◆ WHAT THE TASK ASKS: Pick out each line of the records that includes the string "ignoring", and copy it.

◆ MATERIAL PROVIDED:
::::::
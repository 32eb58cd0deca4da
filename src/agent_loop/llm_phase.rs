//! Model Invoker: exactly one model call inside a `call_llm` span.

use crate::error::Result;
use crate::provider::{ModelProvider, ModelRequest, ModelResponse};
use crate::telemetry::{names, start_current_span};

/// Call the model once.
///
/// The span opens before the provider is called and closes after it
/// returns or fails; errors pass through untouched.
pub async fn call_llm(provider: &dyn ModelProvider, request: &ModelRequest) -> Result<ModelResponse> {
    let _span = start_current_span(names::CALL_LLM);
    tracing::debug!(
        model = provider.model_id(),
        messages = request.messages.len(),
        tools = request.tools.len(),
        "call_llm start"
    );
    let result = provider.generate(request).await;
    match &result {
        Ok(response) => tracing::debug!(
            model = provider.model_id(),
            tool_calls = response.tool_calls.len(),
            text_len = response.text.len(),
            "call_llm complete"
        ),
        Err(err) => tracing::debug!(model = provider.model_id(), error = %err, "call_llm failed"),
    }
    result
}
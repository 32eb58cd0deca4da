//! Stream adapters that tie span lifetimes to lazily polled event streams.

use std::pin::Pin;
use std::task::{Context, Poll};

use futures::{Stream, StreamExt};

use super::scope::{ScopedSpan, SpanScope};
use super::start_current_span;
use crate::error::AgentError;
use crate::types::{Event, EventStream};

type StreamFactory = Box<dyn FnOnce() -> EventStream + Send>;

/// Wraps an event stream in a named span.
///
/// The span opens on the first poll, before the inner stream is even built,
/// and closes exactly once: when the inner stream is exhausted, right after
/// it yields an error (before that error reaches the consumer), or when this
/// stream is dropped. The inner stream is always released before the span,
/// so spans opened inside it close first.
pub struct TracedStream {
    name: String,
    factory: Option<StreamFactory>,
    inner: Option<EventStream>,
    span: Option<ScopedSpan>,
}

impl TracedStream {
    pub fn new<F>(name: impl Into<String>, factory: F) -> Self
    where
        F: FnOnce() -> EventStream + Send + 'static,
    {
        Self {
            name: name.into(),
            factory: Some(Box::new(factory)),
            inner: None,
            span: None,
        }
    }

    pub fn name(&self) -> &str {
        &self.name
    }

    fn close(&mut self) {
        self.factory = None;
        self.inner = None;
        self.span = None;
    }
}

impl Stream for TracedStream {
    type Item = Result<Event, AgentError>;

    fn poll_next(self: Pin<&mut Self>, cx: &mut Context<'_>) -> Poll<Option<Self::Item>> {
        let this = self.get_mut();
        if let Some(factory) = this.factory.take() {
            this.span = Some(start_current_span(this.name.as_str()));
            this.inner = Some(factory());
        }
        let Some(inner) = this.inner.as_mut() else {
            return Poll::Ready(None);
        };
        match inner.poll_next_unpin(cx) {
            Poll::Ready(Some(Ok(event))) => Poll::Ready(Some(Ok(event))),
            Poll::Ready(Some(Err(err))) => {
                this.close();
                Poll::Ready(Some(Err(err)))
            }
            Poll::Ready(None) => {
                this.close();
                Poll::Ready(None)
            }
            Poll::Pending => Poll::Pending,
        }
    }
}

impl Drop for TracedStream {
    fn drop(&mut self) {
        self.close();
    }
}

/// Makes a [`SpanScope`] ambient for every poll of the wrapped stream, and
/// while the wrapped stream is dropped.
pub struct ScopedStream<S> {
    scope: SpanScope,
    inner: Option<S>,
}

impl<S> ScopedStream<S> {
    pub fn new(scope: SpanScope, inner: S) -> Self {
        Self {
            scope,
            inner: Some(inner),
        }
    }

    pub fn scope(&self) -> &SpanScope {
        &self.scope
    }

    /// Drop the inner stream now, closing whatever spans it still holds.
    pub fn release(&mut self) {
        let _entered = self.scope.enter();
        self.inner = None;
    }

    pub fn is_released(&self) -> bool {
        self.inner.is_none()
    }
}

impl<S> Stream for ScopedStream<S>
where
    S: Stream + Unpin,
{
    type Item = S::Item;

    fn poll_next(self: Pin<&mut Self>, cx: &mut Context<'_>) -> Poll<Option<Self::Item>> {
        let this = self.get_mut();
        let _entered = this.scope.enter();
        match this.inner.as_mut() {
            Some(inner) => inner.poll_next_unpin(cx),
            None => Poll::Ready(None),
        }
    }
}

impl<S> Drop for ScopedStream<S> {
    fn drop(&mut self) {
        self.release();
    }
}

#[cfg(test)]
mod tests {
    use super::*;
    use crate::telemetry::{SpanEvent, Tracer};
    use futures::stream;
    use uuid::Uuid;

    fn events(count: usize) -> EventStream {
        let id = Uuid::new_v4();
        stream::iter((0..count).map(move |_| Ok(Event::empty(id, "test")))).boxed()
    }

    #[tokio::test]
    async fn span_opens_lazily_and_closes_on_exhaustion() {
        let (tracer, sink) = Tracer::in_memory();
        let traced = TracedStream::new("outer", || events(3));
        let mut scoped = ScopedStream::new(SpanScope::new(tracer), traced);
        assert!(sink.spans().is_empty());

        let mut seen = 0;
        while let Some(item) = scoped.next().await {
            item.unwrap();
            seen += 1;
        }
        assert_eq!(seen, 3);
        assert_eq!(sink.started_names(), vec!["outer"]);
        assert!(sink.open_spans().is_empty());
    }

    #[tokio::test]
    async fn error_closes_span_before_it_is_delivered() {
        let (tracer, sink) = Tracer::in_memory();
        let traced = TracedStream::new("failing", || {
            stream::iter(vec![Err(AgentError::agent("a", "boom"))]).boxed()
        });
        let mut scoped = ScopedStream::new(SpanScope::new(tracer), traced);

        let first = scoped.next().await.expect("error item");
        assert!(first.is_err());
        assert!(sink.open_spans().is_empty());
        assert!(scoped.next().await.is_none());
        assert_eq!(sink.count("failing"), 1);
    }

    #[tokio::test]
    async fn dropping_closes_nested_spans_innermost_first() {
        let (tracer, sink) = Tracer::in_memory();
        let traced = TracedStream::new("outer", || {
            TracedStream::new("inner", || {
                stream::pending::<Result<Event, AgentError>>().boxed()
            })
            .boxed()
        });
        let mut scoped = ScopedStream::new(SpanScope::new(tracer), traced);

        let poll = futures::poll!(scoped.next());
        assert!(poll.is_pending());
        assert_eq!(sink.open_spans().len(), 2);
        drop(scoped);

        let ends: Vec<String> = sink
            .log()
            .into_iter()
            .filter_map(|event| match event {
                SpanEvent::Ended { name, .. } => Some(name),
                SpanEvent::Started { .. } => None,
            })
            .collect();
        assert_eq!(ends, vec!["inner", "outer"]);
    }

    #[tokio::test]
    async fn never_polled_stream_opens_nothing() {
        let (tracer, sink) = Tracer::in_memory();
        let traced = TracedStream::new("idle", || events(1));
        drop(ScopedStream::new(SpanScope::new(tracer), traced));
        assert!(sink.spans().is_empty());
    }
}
::::::
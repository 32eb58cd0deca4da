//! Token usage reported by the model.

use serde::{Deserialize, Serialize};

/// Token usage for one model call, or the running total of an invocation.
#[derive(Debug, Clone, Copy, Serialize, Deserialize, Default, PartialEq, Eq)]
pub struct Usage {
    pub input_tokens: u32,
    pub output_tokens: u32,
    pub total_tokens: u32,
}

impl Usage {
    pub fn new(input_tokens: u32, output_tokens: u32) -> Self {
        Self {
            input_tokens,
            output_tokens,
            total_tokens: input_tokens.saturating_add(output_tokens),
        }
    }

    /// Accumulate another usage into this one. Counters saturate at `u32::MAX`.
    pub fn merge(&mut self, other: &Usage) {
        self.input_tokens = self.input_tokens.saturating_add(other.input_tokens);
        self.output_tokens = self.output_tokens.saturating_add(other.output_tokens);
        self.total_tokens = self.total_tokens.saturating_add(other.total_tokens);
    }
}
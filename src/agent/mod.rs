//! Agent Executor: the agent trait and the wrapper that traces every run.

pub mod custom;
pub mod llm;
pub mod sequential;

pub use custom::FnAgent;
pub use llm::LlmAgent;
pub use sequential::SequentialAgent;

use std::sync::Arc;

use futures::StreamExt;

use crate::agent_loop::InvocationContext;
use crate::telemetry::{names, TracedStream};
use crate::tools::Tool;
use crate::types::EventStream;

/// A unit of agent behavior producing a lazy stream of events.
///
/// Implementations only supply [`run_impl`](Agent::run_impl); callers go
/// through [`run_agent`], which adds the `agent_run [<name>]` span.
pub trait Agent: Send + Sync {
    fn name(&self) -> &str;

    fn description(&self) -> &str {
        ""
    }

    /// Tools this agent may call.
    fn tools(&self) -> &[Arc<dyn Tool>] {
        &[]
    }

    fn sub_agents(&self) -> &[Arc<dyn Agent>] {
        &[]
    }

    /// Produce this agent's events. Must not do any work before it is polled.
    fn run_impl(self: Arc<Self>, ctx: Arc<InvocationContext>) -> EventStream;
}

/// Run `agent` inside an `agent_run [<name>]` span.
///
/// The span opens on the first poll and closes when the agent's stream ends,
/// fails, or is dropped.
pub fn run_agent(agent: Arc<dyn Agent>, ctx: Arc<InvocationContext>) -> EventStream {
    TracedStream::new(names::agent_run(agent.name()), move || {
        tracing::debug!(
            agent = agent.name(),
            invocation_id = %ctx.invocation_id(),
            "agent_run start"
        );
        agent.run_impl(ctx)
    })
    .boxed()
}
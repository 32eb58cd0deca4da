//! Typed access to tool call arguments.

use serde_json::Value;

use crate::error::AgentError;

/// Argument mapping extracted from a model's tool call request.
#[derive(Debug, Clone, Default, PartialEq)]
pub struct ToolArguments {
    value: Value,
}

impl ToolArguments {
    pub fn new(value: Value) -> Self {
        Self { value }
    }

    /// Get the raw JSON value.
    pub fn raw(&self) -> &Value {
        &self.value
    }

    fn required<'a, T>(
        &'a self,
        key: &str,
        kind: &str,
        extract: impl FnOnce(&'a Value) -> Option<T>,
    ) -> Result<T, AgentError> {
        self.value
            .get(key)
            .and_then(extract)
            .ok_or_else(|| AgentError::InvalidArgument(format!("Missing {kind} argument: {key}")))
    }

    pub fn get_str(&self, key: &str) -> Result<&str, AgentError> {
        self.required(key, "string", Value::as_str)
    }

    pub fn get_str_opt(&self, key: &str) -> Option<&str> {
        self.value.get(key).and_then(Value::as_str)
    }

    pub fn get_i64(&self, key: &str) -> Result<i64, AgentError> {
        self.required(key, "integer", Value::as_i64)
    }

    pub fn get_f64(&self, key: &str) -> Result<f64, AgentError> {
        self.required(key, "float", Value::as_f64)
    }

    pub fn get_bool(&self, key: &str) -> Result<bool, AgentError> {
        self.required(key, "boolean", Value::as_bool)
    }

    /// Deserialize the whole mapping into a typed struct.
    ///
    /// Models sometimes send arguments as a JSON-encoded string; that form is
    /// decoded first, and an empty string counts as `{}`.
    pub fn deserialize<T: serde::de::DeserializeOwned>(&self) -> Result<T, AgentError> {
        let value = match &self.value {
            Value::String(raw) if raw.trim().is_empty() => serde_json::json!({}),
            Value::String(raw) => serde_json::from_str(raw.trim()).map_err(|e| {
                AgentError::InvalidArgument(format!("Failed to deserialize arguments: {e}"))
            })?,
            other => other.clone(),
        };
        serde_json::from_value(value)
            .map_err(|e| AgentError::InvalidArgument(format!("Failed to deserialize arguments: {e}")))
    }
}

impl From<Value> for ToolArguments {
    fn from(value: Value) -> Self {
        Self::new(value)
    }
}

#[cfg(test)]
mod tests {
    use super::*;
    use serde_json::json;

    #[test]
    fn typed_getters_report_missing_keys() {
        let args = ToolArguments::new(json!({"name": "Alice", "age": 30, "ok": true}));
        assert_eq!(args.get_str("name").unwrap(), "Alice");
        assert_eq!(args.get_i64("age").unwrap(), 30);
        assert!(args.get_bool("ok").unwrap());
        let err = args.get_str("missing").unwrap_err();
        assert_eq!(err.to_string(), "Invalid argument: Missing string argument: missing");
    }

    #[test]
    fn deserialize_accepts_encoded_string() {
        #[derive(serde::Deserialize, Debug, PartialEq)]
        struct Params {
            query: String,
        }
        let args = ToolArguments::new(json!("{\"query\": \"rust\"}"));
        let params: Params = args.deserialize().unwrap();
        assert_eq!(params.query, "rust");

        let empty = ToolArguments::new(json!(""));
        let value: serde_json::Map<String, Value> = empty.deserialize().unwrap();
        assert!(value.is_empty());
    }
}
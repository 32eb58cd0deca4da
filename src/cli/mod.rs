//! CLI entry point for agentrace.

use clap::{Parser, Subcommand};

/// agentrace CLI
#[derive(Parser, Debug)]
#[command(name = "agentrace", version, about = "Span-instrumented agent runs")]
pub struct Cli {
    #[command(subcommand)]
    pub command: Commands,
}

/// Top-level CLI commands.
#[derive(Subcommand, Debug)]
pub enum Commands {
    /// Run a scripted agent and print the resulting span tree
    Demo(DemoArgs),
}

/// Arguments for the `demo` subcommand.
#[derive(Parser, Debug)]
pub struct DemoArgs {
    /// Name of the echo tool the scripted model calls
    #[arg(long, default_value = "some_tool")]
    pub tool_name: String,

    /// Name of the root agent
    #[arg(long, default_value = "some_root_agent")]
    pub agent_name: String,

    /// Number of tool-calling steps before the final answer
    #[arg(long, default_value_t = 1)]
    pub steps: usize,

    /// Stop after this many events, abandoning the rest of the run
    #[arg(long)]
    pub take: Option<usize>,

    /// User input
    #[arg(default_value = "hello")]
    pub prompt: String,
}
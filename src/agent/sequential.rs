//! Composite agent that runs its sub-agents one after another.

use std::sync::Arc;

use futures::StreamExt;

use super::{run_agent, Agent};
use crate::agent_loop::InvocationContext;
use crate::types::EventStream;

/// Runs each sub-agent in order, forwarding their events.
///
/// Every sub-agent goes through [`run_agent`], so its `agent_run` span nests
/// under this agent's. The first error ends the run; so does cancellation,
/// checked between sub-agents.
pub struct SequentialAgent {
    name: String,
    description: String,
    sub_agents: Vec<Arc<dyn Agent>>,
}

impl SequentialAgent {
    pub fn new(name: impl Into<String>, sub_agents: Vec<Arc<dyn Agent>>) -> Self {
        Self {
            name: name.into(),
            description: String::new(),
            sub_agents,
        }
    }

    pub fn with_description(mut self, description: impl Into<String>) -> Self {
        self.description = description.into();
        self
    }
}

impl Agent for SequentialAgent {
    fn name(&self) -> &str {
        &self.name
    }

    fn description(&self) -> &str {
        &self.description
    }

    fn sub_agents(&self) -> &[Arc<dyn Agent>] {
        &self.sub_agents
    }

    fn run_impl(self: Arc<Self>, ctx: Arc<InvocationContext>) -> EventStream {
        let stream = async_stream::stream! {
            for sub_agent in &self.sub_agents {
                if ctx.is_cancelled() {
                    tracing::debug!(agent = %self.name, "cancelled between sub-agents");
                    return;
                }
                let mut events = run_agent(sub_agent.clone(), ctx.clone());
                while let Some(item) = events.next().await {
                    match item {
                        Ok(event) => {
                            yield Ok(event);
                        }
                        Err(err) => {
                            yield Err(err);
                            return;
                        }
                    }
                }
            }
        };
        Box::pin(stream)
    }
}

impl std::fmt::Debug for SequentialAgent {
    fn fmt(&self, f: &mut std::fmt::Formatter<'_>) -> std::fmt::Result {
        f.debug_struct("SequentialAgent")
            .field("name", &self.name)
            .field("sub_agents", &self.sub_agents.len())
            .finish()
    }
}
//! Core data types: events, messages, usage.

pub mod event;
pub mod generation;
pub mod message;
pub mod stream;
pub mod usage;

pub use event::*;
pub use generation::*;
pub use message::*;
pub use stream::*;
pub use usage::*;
::::::
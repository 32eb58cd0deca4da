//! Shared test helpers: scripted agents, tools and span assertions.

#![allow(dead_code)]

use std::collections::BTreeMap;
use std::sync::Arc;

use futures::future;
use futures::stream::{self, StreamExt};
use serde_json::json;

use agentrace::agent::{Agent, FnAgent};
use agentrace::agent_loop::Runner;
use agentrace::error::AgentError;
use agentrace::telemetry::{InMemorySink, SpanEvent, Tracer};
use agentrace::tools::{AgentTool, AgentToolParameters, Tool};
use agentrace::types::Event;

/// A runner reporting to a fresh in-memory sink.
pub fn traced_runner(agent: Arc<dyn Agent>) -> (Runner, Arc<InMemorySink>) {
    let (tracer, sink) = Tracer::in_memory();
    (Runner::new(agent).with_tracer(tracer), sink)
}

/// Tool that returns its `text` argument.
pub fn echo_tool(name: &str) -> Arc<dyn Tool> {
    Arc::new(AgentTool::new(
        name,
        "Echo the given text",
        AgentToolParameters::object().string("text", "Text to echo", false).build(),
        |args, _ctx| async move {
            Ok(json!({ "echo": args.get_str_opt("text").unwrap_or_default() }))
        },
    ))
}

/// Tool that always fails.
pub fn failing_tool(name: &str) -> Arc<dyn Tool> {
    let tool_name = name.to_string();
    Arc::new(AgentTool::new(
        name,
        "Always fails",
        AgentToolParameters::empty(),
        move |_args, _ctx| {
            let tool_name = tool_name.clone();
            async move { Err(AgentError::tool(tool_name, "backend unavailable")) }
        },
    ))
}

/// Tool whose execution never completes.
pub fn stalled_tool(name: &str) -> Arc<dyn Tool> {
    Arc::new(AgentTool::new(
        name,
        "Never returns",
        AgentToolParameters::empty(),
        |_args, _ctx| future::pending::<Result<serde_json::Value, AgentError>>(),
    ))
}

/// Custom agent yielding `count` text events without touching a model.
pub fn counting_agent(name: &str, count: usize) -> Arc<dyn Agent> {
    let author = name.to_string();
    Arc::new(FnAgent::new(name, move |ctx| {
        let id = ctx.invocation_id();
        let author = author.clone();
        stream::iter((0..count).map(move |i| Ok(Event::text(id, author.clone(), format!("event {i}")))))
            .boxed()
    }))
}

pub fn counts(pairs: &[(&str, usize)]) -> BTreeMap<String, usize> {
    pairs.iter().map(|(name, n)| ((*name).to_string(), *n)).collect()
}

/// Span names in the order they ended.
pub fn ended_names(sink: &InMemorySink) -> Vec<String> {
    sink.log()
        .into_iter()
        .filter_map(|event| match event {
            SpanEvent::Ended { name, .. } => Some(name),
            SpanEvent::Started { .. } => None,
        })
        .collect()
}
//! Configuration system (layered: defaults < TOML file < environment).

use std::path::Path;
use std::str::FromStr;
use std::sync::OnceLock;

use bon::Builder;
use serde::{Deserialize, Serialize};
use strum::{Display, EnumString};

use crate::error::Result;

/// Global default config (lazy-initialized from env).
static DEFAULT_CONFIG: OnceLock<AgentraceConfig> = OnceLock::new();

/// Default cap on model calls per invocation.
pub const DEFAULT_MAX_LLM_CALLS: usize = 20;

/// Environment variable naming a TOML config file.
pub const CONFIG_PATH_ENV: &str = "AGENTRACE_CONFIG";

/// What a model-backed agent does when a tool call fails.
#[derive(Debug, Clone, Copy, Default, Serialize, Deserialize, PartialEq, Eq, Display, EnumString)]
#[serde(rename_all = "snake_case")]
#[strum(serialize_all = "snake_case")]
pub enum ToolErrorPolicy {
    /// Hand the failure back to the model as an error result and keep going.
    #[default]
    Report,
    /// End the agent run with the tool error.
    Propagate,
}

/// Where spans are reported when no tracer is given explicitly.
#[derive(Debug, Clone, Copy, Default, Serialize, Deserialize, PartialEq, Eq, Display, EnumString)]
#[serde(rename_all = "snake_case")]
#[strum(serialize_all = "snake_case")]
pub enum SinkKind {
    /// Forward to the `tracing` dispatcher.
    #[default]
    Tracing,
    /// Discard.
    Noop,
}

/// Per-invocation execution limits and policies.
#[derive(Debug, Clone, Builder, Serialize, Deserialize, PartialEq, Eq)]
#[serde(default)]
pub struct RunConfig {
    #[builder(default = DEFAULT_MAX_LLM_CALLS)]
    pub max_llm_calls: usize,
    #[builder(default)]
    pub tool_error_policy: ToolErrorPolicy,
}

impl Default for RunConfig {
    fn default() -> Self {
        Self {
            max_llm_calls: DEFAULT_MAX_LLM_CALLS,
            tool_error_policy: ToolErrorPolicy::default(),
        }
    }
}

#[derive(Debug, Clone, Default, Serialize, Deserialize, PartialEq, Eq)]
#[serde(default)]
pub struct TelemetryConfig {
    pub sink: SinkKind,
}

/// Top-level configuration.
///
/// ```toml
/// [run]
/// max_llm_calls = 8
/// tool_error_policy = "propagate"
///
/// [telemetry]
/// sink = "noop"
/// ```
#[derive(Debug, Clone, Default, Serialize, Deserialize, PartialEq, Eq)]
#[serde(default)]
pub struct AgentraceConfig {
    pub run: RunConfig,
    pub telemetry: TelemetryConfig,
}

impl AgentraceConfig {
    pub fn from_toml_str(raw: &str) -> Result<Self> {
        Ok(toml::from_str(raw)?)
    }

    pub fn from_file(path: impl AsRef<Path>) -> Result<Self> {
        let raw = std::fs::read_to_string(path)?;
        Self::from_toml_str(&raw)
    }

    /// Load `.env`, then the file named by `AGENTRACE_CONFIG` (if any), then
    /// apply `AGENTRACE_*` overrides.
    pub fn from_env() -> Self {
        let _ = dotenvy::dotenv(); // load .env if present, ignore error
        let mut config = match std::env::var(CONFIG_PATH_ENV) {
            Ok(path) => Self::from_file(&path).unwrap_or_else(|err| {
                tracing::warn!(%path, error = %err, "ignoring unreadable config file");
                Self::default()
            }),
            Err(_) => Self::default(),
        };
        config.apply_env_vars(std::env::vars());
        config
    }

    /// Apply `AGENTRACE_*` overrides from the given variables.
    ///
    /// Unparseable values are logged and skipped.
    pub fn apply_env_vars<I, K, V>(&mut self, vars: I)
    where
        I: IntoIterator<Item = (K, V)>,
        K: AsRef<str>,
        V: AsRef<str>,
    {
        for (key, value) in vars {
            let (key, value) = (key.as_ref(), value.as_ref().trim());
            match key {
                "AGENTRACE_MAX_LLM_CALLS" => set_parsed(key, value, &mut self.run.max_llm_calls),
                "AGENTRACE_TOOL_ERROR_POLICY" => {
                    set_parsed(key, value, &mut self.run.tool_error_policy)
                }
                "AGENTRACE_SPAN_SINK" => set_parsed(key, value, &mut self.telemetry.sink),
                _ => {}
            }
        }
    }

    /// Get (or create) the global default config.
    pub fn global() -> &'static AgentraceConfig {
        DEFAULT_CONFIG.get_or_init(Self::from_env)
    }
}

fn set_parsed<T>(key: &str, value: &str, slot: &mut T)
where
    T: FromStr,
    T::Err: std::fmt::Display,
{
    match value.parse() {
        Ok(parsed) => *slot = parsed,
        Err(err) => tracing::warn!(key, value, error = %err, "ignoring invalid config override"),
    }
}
::::::
◆ RESPONSE TO THE EXERCISE:
                tracing::warn!(%path, error = %err, "ignoring unreadable config file");
        Err(err) => tracing::warn!(key, value, error = %err, "ignoring invalid config override"),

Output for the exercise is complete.